Now. what’s the fist six months been like: It’s been a fun, busy and exciting time - lot’s of things to do, people to meet and a new culture to absorb. We also have been worn out and occasionally bored by the experience. Here are some observation in no particular order of importance.
  • Shopping - (one of Jane’s favorites) The selection of goods is much better than St. Croix but probably not as good as where you currently live. We have most of the stores you have (wherever you live) or their equivalent. Prices - on average, less expensive than the U.S. unless you absolutely need that favorite name brand from back home - in that case it’s expensive or you can’t get it here. Shopping tip - if you see it on the shelve and THINK you might need it - buy it, because it may be “out of stock” for the next six months, or longer.
  • Groceries - Grocery stores here are on a par with the best in the U.S. Except for that inventory thing (lack of) where items disappear for long periods of time. Produce and meats are cheaper, everything else seems to be priced similarly to the U.S. Selection is pretty good, just don’t expect everything. Name brands can be pricy. Frozen foods a little iffy - you can never tell how many time it’s thawed enroute.
  • Transportation - When we lived on St. Croix (island, 6 x 27 miles) we HAD to have two vehicles. So far in Panama we have resisted the temptation and continue to rely on taxis. Fares are very reasonable, but can vary widely for the same trip - 25% of the time we get the same price as a local (generally older drivers), 25% of the time they think we are idiot rich Americans (we just smile and walk away), the remaining drivers will ask what they think the customer can pay and we then agree on an acceptable charge. We’ve also hired taxis by the hour if we have several errands to run. It’s working for us.
  • Medicine - Jane gets all her medications WITHOUT the need for a prescription at prices way below U.S. prices and then gets a “retired persons” discount. Availability has been good, although she does have to visit several pharmacias on occasion.
  • Medical Care - Inexpensive and professional. We have purchased health insurance for hospitalization only as visits to the doctor’s office are so inexpensive.
  • Banking - We finally opened a local bank account at Banvivienda (say that fast three times and you win a prize). We were doing fine with our stateside bank (no ATM charges) until we started the purchase process on the apartment then it just became easier to open a local account.
  • Remodel - For our kitchen remodel we needed a LP gas pipe moved. Young man arrived (on time) with his helper, worked a total of seven hours (no break) and did a great job. Two guys, seven hours, the bill was ninety dollars - couldn’t get someone to visit the house on St. Croix for that. Louie, the handyman at our rental apartment, has been doing some odd jobs for us (painting and demolition) at the apartment - he gets $4.00 an hour, a little more than minimum wage, and seems to be thrilled. He does good work, too.

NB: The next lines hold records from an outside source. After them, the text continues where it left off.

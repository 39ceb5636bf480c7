use std::sync::Arc;

use artistpulse_common::{ArtistIdentity, FailurePolicy, Table, TrendPoint};
use tracing::debug;

use crate::error::{settle, AggregatorError, Provider, Result};
use crate::normalize;
use crate::traits::TrendsProvider;

/// Relative search interest over the trailing three months, one row per
/// bucket with the bucket date as an explicit column.
pub struct SearchTrendFetcher {
    provider: Arc<dyn TrendsProvider>,
    policy: FailurePolicy,
}

impl SearchTrendFetcher {
    pub fn new(provider: Arc<dyn TrendsProvider>, policy: FailurePolicy) -> Self {
        Self { provider, policy }
    }

    pub async fn fetch(&self, identity: &ArtistIdentity) -> Result<Table<TrendPoint>> {
        settle(self.policy, self.fetch_series(&identity.name).await)
    }

    async fn fetch_series(&self, keyword: &str) -> Result<Table<TrendPoint>> {
        let points = self
            .provider
            .interest_over_time(keyword, trends_client::TIMEFRAME_THREE_MONTHS)
            .await
            .map_err(|e| AggregatorError::provider_call(Provider::Trends, e))?;
        debug!(keyword, count = points.len(), "Fetched interest series");
        Ok(points.into_iter().map(normalize::trend_point).collect::<Vec<_>>().into())
    }
}
pub mod error;
pub mod types;

pub use error::{Result, YouTubeError};
pub use types::{Channel, ChannelStatistics, SearchResult};

use std::time::Duration;

use serde::de::DeserializeOwned;
use types::ListResponse;

const BASE_URL: &str = "https://www.googleapis.com/youtube/v3";

pub struct YouTubeClient {
    client: reqwest::Client,
    base_url: String,
    api_key: String,
}

impl YouTubeClient {
    pub fn new(api_key: String, timeout: Duration) -> Result<Self> {
        let client = reqwest::Client::builder().timeout(timeout).build()?;
        Ok(Self {
            client,
            base_url: BASE_URL.to_string(),
            api_key,
        })
    }

    pub fn with_base_url(mut self, base_url: &str) -> Self {
        self.base_url = base_url.trim_end_matches('/').to_string();
        self
    }

    /// Search channels by name, returning at most `max_results` hits.
    pub async fn search_channels(&self, query: &str, max_results: u32) -> Result<Vec<SearchResult>> {
        tracing::debug!(query, max_results, "youtube: searching channels");
        let max = max_results.to_string();
        let resp: ListResponse<SearchResult> = self
            .get_json(
                "search",
                &[
                    ("q", query),
                    ("part", "snippet"),
                    ("type", "channel"),
                    ("maxResults", &max),
                ],
            )
            .await?;
        Ok(resp.items)
    }

    /// Statistics for a single channel id. `None` when the id matches nothing.
    pub async fn channel_statistics(&self, channel_id: &str) -> Result<Option<ChannelStatistics>> {
        tracing::debug!(channel_id, "youtube: fetching channel statistics");
        let resp: ListResponse<Channel> = self
            .get_json("channels", &[("part", "statistics"), ("id", channel_id)])
            .await?;
        Ok(resp
            .items
            .into_iter()
            .next()
            .map(|c| c.statistics.unwrap_or_default()))
    }

    async fn get_json<T: DeserializeOwned>(&self, path: &str, query: &[(&str, &str)]) -> Result<T> {
        let url = format!("{}/{}", self.base_url, path);
        let resp = self
            .client
            .get(&url)
            .query(query)
            .query(&[("key", self.api_key.as_str())])
            .send()
            .await?;

        let status = resp.status();
        if !status.is_success() {
            let body = resp.text().await.unwrap_or_default();
            return Err(YouTubeError::Api {
                status: status.as_u16(),
                message: body,
            });
        }

        let body = resp.text().await?;
        Ok(serde_json::from_str(&body)?)
    }
}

  • Casco Viejo - Liking it more each day. What I like best: the plazas and small parks - and the normal everyday things that happen in them. Evening walks with Wags with stops to sit on the park benches and listen to the waves.
  • From Jane - I’m trying to get a book exchange started. So far, I have been unable to find a location. I love my morning walks with Wags but have to be very careful on the narrow sidewalks. (Someone told us the drivers manual says that cars have the right-of-way and they usually take it.) Not too many people know that Wags is an Australian Shepherd. I’ll walk by and hear, “Chow, chow,” or “Lassie,” or “What kind of dog is that and does he bite?” Now when we walk people call his name and goes to be petted. The little old ladies on our street really like it when we stop by, everybody smiles. He does love people.

Will try to make another post later in the week. If I’m totally ignoring a subject that you’re interested in - let me know. Take care.